The manual of disorders, which is commonly referred to as the DSM, defines and categorizes more than 300 mental health issues. The APA spent 13 years on the fifth revision of the DSM (also known as DSM-5), with more than 1,500 mental health experts contributing to the revision process. This is the most significant revision of the manual since 1994.
Deciding which disorders would be included and which excluded was frequently controversial. Once disorders are officially recognized in the DSM, they receive a code that can be used by mental health professionals when seeking insurance reimbursement for treatment. The National Institutes of Health also uses DSM codes for funding research grants.
These are some of the most notable revisions included in DSM-5:
Binge-eating disorder, which was previously only mentioned in an appendix, is now treated as a full-blown diagnosis.
Substance abuse and substance dependence have been combined into a single category known as substance use disorder.
Compulsive hoarding, which previously had been defined as a symptom of obsessive compulsive disorder (OCD), is now classified as a mental disorder.
Excoriation (skin picking), also previously associated with OCD, has been classified as a separate disorder.
Premenstrual dysphoric disorder, a serve form of premenstrual syndrome, has been added.
Asperger’s syndrome and autism have been combined into a single category known as autism spectrum disorder.
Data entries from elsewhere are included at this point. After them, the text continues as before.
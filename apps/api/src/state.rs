use std::sync::Arc;

use crate::tokens::TokenValidator;
use crate::vocabulary::VocabularyCache;

/// Shared application state injected into all route handlers via Axum extractors.
#[derive(Clone)]
pub struct AppState {
    /// Loaded once, read-only afterwards.
    pub vocabulary: Arc<VocabularyCache>,
    /// Pluggable token check. Default: AlphabeticTokenValidator. Swap via TOKENIZER_URL.
    pub token_validator: Arc<dyn TokenValidator>,
}
mod config;
mod errors;
mod extract;
mod routes;
mod search;
mod state;
mod tokens;
mod vocabulary;

use anyhow::Result;
use std::net::SocketAddr;
use std::sync::Arc;
use tower_http::{cors::CorsLayer, trace::TraceLayer};
use tracing::info;
use tracing_subscriber::{layer::SubscriberExt, util::SubscriberInitExt, EnvFilter};

use crate::config::Config;
use crate::routes::build_router;
use crate::state::AppState;
use crate::tokens::{AlphabeticTokenValidator, RemoteTokenValidator, TokenValidator};
use crate::vocabulary::VocabularyCache;

#[tokio::main]
async fn main() -> Result<()> {
    let config = Config::from_env()?;

    // Initialize structured logging
    tracing_subscriber::registry()
        .with(EnvFilter::try_from_default_env().unwrap_or_else(|_| {
            EnvFilter::new(format!("{}={}", env!("CARGO_PKG_NAME"), &config.rust_log))
        }))
        .with(tracing_subscriber::fmt::layer())
        .init();

    info!("Starting Soletreiro v{}", env!("CARGO_PKG_VERSION"));

    // Load the word list now; a failure here is retried on the first request.
    let vocabulary = Arc::new(VocabularyCache::new(&config.vocab_file));
    vocabulary.warm_up().await;

    let token_validator: Arc<dyn TokenValidator> = match &config.tokenizer_url {
        Some(url) => {
            info!("Token validator: remote tokenizer at {url}");
            Arc::new(RemoteTokenValidator::new(url.clone())?)
        }
        None => {
            info!("Token validator: alphabetic");
            Arc::new(AlphabeticTokenValidator)
        }
    };

    let state = AppState {
        vocabulary,
        token_validator,
    };

    let app = build_router(state)
        .layer(TraceLayer::new_for_http())
        .layer(CorsLayer::permissive());

    let addr: SocketAddr = format!("0.0.0.0:{}", config.port).parse()?;
    info!("Listening on {addr}");

    let listener = tokio::net::TcpListener::bind(addr).await?;
    axum::serve(listener, app).await?;

    Ok(())
}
Several disorders that were recommended for the manual did not make the cut, including sex addiction, gaming disorder and non-suicidal self-injury. This makes it unlikely that insurers will provide coverage for treatment for these disorders.
The committee that was responsible for the DSM revision has decided to avoid lengthy revisions in the future. Instead, they approved a new policy to update the book continually as new research changes the mental health community’s perception of mental disorders. The DSM will go forward as a “living document” that is revised on an ongoing basis.
DSM-5 will be published in May, 2013.